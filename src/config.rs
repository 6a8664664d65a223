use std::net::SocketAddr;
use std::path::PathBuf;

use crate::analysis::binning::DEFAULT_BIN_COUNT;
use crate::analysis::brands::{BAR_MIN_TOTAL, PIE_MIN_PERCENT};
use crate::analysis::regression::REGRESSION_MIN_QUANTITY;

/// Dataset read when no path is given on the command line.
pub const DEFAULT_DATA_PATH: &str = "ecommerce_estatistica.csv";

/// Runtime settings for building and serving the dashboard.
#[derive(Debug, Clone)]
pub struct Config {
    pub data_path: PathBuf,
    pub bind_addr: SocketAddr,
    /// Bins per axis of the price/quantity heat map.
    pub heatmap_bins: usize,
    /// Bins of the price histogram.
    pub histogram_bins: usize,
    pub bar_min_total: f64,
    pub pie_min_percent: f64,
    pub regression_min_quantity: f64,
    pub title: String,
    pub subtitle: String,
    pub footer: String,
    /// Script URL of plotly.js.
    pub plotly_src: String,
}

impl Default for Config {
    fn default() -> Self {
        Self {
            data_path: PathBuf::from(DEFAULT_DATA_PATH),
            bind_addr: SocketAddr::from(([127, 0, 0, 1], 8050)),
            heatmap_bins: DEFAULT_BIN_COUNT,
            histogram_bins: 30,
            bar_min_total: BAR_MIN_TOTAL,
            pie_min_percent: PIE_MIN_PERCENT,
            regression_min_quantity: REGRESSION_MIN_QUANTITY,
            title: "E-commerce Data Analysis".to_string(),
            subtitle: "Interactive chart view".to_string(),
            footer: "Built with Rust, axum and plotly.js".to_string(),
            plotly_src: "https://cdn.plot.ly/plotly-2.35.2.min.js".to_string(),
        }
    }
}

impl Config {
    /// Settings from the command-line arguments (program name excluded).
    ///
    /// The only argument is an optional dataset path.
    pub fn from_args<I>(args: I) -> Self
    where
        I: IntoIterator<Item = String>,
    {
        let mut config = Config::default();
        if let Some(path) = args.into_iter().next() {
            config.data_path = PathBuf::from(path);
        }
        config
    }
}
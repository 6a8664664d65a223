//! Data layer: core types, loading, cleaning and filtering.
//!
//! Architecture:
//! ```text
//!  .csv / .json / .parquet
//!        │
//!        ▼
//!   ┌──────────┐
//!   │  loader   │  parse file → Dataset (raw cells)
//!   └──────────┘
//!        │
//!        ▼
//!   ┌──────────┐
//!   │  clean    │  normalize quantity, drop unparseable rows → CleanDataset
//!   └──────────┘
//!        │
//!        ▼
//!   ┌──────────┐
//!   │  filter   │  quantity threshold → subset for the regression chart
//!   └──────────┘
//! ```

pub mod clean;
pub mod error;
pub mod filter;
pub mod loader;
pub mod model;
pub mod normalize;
________________________
What to work on: Going through the entries above, tally each line that has the word "SocketAddr". Answer with the number only.

Answer to this task: 3